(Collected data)
*** Begin section ***
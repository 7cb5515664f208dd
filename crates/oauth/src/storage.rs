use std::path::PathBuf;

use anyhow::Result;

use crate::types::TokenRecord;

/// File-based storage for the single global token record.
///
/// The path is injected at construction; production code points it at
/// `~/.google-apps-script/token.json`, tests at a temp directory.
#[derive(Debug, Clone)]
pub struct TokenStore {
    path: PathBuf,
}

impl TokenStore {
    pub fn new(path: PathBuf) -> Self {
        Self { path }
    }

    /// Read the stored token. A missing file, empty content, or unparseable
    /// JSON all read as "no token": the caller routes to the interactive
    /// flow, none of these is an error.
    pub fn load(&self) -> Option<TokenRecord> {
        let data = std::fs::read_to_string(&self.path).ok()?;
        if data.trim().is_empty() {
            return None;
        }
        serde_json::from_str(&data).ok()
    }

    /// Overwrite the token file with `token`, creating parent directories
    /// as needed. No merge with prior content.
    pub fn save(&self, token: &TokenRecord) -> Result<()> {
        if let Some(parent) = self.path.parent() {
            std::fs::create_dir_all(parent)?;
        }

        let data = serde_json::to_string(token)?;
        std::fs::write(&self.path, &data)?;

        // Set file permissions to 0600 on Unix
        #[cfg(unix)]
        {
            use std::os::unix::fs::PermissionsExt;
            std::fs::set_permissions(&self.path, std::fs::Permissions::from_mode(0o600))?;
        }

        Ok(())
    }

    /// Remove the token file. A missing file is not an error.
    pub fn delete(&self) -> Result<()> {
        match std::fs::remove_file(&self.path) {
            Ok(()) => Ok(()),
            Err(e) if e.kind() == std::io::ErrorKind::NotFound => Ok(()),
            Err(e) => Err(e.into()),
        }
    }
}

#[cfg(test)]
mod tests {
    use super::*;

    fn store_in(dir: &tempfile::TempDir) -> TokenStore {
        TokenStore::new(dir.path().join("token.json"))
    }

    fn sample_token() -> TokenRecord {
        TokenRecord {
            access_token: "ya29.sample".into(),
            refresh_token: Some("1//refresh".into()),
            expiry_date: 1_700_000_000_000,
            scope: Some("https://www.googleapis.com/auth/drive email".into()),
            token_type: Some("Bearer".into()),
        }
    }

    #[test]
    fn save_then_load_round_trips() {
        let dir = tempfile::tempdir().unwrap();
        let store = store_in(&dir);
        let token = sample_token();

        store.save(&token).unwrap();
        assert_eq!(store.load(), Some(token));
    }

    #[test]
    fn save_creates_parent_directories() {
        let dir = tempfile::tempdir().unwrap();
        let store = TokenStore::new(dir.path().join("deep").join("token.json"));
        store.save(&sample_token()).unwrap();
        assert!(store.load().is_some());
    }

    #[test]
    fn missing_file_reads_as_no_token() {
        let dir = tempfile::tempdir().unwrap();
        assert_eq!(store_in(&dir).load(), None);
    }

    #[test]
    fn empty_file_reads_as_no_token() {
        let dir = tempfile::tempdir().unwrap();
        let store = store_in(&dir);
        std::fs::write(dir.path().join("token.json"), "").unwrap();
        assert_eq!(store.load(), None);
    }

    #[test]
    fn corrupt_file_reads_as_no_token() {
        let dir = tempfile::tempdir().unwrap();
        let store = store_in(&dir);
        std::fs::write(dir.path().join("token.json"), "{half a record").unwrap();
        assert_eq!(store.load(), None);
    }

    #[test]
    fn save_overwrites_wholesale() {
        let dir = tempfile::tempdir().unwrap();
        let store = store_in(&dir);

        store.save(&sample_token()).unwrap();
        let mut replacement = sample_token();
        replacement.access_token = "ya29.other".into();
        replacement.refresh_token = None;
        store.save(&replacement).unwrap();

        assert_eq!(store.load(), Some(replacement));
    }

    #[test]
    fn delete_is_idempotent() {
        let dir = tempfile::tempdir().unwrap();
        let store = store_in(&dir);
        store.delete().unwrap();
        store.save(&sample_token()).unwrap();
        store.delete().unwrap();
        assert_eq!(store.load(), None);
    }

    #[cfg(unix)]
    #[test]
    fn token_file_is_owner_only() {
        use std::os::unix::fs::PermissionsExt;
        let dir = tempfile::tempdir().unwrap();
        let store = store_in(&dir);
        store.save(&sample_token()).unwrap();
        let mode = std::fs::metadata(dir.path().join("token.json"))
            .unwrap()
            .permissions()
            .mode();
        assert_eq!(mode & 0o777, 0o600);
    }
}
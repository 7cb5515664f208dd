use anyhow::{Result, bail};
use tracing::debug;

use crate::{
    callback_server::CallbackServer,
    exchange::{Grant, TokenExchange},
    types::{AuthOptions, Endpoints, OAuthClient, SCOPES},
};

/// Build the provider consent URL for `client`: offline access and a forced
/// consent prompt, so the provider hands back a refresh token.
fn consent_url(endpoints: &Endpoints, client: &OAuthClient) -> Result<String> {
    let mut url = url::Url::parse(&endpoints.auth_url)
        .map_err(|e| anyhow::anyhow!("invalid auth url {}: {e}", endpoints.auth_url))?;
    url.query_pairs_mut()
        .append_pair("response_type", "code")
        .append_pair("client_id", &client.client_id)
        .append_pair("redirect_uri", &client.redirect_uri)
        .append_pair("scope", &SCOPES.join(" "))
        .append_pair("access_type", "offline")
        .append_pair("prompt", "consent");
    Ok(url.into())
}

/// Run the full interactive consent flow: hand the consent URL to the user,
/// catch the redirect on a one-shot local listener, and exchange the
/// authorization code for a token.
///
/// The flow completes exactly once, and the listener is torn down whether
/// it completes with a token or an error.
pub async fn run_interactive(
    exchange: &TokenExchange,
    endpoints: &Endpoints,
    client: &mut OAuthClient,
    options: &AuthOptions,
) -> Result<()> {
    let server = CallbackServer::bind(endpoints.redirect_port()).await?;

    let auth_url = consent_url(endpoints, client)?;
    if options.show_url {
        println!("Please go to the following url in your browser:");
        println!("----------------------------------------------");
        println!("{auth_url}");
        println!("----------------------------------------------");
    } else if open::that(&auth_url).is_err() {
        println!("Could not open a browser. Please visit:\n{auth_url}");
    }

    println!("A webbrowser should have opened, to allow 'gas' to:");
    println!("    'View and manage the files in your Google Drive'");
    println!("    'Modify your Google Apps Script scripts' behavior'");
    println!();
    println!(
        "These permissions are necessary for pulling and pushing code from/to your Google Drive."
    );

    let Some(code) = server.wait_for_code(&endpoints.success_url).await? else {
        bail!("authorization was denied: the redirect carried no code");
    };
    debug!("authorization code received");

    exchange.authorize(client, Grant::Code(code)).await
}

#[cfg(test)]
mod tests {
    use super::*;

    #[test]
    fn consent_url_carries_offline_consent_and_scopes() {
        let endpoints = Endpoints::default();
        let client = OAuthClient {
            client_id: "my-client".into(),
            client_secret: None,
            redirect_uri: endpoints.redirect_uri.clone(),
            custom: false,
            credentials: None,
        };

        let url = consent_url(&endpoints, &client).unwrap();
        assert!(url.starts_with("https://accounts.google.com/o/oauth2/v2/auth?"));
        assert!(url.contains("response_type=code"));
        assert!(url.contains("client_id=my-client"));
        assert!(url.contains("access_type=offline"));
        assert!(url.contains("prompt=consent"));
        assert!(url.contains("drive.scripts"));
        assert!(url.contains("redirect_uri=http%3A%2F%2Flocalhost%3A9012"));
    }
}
*** End section ***
*** Begin section ***
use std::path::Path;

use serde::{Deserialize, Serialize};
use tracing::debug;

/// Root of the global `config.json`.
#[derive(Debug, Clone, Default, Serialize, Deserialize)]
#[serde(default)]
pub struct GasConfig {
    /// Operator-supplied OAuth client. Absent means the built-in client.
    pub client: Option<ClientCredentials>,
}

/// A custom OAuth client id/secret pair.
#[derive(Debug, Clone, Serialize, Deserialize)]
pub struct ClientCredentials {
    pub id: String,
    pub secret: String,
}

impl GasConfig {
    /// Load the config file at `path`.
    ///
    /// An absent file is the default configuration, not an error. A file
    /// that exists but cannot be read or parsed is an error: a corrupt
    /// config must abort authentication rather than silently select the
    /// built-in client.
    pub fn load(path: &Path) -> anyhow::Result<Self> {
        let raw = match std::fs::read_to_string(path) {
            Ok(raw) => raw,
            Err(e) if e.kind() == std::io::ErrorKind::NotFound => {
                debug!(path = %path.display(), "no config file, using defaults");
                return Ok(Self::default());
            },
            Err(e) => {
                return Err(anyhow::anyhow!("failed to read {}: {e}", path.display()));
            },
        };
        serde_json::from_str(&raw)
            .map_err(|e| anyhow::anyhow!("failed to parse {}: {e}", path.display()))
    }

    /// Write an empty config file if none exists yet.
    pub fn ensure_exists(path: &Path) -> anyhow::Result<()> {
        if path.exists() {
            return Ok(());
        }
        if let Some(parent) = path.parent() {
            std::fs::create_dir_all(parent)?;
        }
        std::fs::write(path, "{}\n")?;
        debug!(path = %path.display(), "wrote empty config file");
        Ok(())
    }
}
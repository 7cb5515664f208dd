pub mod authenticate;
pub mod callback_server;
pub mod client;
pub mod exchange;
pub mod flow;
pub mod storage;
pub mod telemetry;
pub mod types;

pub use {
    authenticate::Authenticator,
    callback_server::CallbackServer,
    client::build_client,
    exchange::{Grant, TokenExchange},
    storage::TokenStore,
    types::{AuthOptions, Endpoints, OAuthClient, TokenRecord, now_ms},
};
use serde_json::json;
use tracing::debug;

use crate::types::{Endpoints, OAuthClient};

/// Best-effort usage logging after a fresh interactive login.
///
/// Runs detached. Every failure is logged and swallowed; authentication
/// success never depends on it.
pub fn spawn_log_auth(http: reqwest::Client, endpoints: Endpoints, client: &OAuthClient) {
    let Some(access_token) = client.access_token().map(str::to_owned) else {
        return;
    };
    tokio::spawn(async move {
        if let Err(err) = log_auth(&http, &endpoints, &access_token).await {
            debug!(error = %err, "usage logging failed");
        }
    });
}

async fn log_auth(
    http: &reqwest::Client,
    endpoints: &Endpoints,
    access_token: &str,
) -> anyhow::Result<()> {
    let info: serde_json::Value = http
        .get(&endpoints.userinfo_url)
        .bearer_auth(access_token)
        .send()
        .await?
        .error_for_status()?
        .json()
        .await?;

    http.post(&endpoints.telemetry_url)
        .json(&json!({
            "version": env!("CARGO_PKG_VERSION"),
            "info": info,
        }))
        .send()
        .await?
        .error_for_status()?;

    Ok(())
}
*** End section ***
*** Begin section ***
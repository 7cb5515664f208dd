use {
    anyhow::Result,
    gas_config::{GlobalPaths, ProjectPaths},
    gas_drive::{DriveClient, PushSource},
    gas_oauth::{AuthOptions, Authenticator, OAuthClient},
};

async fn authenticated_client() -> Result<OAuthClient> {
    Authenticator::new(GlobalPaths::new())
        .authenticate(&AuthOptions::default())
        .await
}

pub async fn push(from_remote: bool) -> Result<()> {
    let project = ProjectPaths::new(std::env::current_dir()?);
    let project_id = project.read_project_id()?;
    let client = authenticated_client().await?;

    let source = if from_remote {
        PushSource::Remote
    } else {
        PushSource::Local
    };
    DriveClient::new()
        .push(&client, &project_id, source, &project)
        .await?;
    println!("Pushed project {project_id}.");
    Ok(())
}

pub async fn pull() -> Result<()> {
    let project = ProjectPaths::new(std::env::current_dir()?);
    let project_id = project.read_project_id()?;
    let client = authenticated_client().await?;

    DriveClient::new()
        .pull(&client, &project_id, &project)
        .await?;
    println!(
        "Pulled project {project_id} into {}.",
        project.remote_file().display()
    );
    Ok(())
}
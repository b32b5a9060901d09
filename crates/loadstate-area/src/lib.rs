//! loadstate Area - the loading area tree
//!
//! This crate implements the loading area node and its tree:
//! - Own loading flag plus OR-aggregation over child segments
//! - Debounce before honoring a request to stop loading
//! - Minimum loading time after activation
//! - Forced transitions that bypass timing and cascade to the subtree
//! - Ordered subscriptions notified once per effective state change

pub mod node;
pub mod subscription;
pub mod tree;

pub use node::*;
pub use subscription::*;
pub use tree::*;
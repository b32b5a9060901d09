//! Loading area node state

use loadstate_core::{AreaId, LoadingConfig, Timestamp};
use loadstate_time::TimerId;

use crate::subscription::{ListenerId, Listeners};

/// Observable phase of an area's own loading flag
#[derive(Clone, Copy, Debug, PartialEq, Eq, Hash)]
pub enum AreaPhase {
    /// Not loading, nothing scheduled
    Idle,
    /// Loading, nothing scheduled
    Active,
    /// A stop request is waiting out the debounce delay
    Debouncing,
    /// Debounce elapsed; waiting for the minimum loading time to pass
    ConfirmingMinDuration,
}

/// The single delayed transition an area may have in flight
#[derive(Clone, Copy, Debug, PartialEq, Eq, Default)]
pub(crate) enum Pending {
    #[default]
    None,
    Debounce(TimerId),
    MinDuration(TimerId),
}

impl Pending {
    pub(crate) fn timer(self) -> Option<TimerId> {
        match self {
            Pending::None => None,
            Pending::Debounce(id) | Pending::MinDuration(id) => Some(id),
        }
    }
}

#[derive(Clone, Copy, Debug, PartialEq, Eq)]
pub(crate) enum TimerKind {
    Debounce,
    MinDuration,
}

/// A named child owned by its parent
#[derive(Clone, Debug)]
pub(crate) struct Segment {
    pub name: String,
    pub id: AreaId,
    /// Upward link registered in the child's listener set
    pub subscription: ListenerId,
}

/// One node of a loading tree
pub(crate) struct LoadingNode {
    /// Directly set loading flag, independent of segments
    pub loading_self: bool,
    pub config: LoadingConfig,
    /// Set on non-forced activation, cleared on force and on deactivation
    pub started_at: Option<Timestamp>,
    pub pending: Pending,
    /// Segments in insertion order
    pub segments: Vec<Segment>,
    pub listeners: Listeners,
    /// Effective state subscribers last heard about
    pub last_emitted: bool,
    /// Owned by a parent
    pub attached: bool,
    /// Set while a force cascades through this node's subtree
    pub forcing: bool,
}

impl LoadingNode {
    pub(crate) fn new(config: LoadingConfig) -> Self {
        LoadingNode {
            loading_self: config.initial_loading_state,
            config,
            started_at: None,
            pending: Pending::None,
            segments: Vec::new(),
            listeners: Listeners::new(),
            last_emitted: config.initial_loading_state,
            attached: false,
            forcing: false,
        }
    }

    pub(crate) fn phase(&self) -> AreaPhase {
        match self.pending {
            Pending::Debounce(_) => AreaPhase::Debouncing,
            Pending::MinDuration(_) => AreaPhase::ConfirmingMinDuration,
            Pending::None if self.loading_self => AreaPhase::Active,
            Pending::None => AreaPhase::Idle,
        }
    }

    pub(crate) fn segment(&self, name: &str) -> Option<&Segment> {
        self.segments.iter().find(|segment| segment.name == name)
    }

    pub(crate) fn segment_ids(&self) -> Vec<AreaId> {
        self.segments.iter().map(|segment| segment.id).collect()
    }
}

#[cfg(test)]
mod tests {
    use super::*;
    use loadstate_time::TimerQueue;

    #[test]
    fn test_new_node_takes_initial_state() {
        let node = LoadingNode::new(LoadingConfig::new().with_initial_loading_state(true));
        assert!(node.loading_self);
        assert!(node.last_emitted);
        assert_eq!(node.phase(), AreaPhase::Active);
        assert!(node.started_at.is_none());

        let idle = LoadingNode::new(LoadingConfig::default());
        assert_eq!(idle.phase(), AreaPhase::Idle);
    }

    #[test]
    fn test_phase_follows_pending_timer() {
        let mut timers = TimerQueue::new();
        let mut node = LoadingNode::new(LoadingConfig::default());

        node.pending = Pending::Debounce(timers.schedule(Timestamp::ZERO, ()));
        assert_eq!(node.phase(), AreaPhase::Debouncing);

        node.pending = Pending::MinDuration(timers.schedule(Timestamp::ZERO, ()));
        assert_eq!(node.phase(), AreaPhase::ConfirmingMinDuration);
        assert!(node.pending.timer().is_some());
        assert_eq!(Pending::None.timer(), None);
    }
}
*** End section ***
PROBLEM
Find every line in the records that contains the word "child"; copy those lines.

ANSWER SPACE
//! - Own loading flag plus OR-aggregation over child segments
/// A named child owned by its parent
    /// Upward link registered in the child's listener set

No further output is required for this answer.